Degree Name

Master of Arts (MA)

Semester of Degree Completion


Thesis Director

William G. Kirk

Thesis Committee Member

William T. Bailey


The rate of suicide in the United States has increased considerably in recent years making research of suicidal behaviors an important avenue of study. Yet the rate of increase has been inconsistent across demographic variables such as gender, age, and ethnicity, making it difficult to determine risk factors and predictors of suicidal behavior. Previous studies have conflicting results as to whether or not it is possible to determine risk factors by measuring attitudes towards suicide, and whether or not certain demographic variables correlate with attitudes toward suicidal behavior. This study investigates attitudes toward suicidal behavior and demographic variables in order to help clarify research.

One-hundred-and-forty-six college students, ages 17 to 45 enrolled in introductory psychology or sociology courses or involved in Afro American minority groups at Eastern Illinois University and Middle Tennessee State University completed The Suicide Attitude Vignette Experience as modified by Lester, Guerriero, and Watcher (1991), a demographic questionnaire developed for this study, and four questions relating to exposure to suicide.

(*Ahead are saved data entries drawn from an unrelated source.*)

#[cfg(test)]
mod tests {
    use super::*;

    fn config(ini: &str) -> FileConfigAdapter {
        FileConfigAdapter::from_string(ini).unwrap()
    }

    #[test]
    fn cli_parses_chart_defaults() {
        let cli = Cli::try_parse_from(["pricechart", "chart"]).unwrap();
        match cli.command {
            Command::Chart {
                series,
                output,
                format,
            } => {
                assert_eq!(series.symbol, "AAPL");
                assert_eq!(series.start, NaiveDate::from_ymd_opt(2020, 1, 1).unwrap());
                assert!(series.end.is_none());
                assert!(output.is_none());
                assert!(format.is_none());
            }
            other => panic!("expected chart, got {other:?}"),
        }
    }

    #[test]
    fn cli_parses_overrides() {
        let cli = Cli::try_parse_from([
            "pricechart",
            "chart",
            "--symbol",
            "msft",
            "--start",
            "2023-01-01",
            "--end",
            "2023-06-30",
            "--ma",
            "20,50",
            "--mode",
            "partial",
            "--format",
            "json",
            "--allow-invalid",
        ])
        .unwrap();
        match cli.command {
            Command::Chart { series, format, .. } => {
                assert_eq!(series.symbol, "msft");
                assert_eq!(series.end, NaiveDate::from_ymd_opt(2023, 6, 30));
                assert_eq!(series.ma.as_deref(), Some("20,50"));
                assert_eq!(series.mode, Some(WindowMode::Partial));
                assert_eq!(format, Some(OutputFormat::Json));
                assert!(series.allow_invalid);
            }
            other => panic!("expected chart, got {other:?}"),
        }
    }

    #[test]
    fn cli_rejects_bad_date() {
        assert!(Cli::try_parse_from(["pricechart", "chart", "--start", "2023-13-01"]).is_err());
    }

    #[test]
    fn flags_override_config() {
        let cfg = config("[chart]\nwindows = 10\nmode = strict\n");
        let mut args = SeriesArgs::new("AAPL", NaiveDate::from_ymd_opt(2024, 1, 1).unwrap(), None);
        args.ma = Some("5, 15".into());
        args.mode = Some(WindowMode::Partial);
        args.allow_invalid = true;

        let options = resolve_options(&cfg, &args).unwrap();
        assert_eq!(options.windows, vec![5, 15]);
        assert_eq!(options.mode, WindowMode::Partial);
        assert_eq!(options.record_policy, InvalidRecordPolicy::Warn);
    }

    #[test]
    fn config_applies_without_flags() {
        let cfg = config("[chart]\nwindows = 10\nmode = partial\n");
        let args = SeriesArgs::new("AAPL", NaiveDate::from_ymd_opt(2024, 1, 1).unwrap(), None);
        let options = resolve_options(&cfg, &args).unwrap();
        assert_eq!(options.windows, vec![10]);
        assert_eq!(options.mode, WindowMode::Partial);
    }

    #[test]
    fn format_resolution() {
        assert_eq!(resolve_format(&config(""), None).unwrap(), OutputFormat::Html);
        assert_eq!(
            resolve_format(&config("[chart]\nformat = json\n"), None).unwrap(),
            OutputFormat::Json
        );
        assert_eq!(
            resolve_format(&config("[chart]\nformat = json\n"), Some(OutputFormat::Html)).unwrap(),
            OutputFormat::Html
        );
        assert!(resolve_format(&config("[chart]\nformat = png\n"), None).is_err());
    }

    #[test]
    fn cache_wraps_port_only_when_enabled() {
        let dir = tempfile::tempdir().unwrap();
        let file = dir.path().join("AAA.csv");
        let header = "date,open,high,low,close,volume\n";
        let day1 = "2024-01-02,1,2,0.5,1.5,10\n";
        let day2 = "2024-01-03,1,2,0.5,1.5,10\n";
        let start = NaiveDate::from_ymd_opt(2024, 1, 1).unwrap();
        let end = NaiveDate::from_ymd_opt(2024, 1, 31).unwrap();

        // Rows appended after the first fetch are only seen without a cache.
        let rows_after_append = |ini: &str, use_cache: bool| {
            std::fs::write(&file, format!("{header}{day1}")).unwrap();
            let port = build_data_port(&config(ini), Some(dir.path()), use_cache).unwrap();
            assert_eq!(port.fetch_ohlcv("AAA", start, end).unwrap().len(), 1);
            std::fs::write(&file, format!("{header}{day1}{day2}")).unwrap();
            port.fetch_ohlcv("AAA", start, end).unwrap().len()
        };

        assert_eq!(rows_after_append("[cache]\nenabled = true\n", true), 1);
        assert_eq!(rows_after_append("[cache]\nenabled = false\n", true), 2);
        assert_eq!(rows_after_append("[cache]\nenabled = true\n", false), 2);
    }
}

Results indicate that when an individual is not active in their religion and they view suicide as rational, they will tend to view suicide as appropriate. Results also indicate that when an individual is white, reports being active in their religion, and views suicide as appropriate they will tend to view suicide as rational. In addition religious activity and gender alone were not significantly related to either subscale, nor were any significant correlations found between the cumulative exposure scores and either subscale of the SAVE. Limitations and implications of these findings are discussed.